What lines of the material hold the string "filter"? Pull each of them out.
#####
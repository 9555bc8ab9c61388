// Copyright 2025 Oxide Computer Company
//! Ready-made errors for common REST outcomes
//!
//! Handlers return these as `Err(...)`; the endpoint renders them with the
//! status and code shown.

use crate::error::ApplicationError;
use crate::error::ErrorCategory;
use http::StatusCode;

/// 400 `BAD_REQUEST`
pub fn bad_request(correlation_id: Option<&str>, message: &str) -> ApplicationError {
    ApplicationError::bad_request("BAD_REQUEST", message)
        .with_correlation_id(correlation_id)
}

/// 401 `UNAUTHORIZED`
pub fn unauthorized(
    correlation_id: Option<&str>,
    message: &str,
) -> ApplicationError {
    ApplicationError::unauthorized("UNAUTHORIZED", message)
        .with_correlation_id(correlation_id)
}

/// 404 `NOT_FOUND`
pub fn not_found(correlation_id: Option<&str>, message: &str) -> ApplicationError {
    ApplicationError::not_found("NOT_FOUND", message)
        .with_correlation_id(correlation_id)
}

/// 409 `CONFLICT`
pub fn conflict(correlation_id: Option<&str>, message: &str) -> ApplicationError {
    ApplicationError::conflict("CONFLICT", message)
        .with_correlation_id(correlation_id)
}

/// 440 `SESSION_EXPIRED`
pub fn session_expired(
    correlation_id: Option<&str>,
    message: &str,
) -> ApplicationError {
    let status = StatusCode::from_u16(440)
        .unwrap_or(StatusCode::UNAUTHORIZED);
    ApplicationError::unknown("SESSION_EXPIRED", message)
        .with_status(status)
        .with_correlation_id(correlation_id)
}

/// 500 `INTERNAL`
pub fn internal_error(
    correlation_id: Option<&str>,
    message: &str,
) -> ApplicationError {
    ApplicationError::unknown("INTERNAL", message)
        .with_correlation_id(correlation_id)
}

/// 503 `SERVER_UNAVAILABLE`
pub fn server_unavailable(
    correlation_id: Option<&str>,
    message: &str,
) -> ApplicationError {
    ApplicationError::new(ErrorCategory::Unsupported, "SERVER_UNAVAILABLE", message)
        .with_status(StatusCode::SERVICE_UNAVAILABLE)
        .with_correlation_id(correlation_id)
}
#####
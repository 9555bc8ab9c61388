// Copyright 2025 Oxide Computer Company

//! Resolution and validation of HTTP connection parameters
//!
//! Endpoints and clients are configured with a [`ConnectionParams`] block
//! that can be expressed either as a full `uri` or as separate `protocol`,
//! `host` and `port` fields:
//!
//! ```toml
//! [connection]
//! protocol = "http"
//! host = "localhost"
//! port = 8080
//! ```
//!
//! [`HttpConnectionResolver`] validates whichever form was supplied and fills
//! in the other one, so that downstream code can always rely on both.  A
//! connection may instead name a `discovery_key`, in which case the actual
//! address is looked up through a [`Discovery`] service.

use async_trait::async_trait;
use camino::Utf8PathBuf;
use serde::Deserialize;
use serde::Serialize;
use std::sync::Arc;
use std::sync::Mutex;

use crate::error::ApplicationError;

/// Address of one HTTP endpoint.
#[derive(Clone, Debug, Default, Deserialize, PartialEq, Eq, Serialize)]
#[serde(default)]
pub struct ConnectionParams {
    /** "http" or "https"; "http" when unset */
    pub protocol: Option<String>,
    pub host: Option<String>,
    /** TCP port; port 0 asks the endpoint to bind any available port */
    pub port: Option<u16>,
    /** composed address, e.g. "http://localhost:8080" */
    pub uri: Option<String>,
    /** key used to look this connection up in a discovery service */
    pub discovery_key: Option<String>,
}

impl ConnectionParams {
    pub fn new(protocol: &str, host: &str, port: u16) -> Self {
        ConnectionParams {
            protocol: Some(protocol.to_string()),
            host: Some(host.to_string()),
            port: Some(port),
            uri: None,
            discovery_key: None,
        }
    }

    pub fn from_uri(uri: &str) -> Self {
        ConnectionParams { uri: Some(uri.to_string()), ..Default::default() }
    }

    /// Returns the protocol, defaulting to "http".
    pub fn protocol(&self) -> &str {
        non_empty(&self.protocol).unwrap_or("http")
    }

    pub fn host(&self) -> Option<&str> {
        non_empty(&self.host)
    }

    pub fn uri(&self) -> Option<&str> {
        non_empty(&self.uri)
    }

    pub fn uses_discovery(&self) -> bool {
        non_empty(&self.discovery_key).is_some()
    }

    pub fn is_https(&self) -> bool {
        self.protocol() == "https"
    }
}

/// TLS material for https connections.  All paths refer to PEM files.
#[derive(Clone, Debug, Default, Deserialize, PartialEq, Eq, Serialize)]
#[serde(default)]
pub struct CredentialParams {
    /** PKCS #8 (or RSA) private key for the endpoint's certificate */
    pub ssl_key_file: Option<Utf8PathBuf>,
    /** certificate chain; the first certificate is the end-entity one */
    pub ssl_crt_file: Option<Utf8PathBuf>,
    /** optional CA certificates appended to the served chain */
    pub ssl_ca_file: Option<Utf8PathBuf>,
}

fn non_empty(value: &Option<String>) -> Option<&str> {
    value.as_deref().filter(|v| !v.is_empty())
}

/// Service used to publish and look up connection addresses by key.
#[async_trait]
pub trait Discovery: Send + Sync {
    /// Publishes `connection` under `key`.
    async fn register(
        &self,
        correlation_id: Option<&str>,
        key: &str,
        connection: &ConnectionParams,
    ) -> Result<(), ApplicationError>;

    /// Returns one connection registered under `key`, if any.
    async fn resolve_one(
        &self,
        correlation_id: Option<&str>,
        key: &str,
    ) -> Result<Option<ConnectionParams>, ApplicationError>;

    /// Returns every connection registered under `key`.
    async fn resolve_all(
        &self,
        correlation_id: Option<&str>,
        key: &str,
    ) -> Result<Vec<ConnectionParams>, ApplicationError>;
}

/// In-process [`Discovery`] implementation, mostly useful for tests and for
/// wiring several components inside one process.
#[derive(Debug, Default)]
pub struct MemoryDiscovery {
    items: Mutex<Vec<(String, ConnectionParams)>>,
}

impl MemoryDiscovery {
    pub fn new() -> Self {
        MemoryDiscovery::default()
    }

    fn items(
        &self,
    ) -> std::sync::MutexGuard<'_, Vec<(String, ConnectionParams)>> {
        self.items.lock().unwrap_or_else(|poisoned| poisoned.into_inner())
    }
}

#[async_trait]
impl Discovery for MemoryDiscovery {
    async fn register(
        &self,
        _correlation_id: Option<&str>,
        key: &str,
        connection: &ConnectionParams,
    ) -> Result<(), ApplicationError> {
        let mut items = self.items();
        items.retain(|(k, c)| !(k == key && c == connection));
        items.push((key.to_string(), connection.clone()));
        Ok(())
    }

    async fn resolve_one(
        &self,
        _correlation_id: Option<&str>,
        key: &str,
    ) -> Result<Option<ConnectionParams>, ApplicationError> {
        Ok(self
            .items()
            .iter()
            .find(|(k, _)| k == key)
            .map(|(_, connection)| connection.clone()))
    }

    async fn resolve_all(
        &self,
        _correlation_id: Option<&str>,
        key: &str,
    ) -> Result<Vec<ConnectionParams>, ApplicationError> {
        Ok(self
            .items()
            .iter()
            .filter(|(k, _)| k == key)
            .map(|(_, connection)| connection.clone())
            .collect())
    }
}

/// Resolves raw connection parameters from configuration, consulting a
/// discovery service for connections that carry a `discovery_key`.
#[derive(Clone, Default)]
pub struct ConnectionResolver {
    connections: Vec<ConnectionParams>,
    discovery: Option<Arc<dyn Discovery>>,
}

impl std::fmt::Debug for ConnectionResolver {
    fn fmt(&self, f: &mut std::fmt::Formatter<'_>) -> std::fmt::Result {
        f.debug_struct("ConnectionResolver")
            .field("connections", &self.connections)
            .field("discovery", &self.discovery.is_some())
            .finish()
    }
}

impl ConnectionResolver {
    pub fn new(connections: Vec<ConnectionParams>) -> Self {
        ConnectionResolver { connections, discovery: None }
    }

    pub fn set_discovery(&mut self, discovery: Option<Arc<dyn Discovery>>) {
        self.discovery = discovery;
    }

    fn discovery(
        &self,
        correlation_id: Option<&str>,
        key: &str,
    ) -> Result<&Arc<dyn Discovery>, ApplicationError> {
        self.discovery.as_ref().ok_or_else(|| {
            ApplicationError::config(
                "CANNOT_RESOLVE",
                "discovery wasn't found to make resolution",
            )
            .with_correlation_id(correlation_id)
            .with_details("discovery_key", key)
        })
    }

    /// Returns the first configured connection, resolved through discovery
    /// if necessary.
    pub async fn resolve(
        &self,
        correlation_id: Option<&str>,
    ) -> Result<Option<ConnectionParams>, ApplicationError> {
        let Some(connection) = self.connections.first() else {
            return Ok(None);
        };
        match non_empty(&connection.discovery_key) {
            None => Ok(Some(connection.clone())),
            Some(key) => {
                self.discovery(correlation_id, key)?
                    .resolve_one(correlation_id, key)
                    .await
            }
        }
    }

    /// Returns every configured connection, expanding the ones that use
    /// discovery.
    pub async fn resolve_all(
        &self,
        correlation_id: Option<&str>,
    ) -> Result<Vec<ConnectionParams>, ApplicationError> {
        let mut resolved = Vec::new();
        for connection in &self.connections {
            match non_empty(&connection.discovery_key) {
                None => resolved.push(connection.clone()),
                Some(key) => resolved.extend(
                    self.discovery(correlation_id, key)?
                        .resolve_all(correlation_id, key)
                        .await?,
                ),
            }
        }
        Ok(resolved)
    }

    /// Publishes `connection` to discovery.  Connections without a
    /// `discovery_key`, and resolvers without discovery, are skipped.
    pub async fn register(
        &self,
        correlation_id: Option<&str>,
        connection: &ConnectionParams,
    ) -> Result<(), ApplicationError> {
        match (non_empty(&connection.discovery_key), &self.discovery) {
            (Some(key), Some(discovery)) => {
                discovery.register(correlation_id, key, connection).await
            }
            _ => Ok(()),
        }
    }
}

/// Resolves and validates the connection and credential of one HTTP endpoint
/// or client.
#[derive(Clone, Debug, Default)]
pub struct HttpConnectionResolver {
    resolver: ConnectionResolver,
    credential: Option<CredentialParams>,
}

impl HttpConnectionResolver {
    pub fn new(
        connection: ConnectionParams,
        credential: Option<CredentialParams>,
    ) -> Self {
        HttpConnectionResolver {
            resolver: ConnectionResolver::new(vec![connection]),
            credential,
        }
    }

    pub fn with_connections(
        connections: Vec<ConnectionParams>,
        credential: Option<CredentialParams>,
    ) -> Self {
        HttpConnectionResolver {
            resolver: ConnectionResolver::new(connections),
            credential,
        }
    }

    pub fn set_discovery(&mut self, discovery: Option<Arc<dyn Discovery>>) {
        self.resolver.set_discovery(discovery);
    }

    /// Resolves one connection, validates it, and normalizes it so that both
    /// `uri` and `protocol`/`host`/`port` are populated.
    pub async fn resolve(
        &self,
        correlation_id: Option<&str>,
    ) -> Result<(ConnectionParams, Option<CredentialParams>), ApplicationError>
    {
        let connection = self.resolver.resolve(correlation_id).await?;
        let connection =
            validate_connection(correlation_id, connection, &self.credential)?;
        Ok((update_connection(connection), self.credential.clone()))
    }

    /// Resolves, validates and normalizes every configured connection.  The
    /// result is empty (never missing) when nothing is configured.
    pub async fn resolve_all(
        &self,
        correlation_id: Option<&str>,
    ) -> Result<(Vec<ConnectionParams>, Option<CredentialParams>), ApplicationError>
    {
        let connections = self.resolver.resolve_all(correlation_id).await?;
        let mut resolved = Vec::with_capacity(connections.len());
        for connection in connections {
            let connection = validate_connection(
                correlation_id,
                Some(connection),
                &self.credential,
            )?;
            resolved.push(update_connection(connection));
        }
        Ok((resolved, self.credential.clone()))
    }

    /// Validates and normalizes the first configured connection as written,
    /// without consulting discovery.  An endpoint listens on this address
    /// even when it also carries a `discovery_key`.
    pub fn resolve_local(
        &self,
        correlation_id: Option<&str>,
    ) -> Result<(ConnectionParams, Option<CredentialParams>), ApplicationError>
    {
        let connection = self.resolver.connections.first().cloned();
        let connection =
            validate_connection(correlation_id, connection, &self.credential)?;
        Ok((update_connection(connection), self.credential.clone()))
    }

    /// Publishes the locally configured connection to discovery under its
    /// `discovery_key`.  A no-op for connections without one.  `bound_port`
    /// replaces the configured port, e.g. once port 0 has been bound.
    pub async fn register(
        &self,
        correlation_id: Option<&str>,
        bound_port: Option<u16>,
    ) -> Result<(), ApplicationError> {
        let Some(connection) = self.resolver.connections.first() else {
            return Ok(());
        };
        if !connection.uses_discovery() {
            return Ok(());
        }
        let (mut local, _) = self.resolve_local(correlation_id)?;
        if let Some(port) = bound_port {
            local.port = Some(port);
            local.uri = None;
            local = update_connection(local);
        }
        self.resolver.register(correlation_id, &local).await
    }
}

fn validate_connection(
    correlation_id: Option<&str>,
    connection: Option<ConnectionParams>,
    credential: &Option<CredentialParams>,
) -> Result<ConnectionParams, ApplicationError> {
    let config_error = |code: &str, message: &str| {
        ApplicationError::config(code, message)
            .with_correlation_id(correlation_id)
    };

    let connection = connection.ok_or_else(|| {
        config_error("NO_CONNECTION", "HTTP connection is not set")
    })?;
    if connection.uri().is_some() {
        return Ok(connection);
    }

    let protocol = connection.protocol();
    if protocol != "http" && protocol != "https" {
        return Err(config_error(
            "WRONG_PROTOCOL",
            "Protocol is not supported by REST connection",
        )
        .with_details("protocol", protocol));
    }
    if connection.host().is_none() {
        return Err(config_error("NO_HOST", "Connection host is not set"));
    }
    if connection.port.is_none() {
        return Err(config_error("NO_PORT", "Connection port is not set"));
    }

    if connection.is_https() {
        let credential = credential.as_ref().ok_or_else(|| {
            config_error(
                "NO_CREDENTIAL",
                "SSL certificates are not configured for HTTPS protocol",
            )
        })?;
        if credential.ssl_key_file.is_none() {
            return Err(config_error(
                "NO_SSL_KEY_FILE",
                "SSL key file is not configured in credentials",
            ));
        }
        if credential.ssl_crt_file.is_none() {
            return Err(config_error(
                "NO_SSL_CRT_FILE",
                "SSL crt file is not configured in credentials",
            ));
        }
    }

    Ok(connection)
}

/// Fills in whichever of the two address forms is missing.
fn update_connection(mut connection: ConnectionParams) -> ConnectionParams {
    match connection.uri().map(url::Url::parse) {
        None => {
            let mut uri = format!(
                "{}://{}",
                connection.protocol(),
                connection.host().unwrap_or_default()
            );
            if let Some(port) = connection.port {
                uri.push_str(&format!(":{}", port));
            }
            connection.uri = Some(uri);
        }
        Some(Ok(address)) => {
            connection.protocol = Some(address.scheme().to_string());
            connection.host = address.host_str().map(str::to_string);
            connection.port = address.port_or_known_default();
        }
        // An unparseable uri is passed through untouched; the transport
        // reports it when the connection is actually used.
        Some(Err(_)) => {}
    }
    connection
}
#####
* **ANSWER SPACE**:
    value.as_deref().filter(|v| !v.is_empty())
            .filter(|(k, _)| k == key)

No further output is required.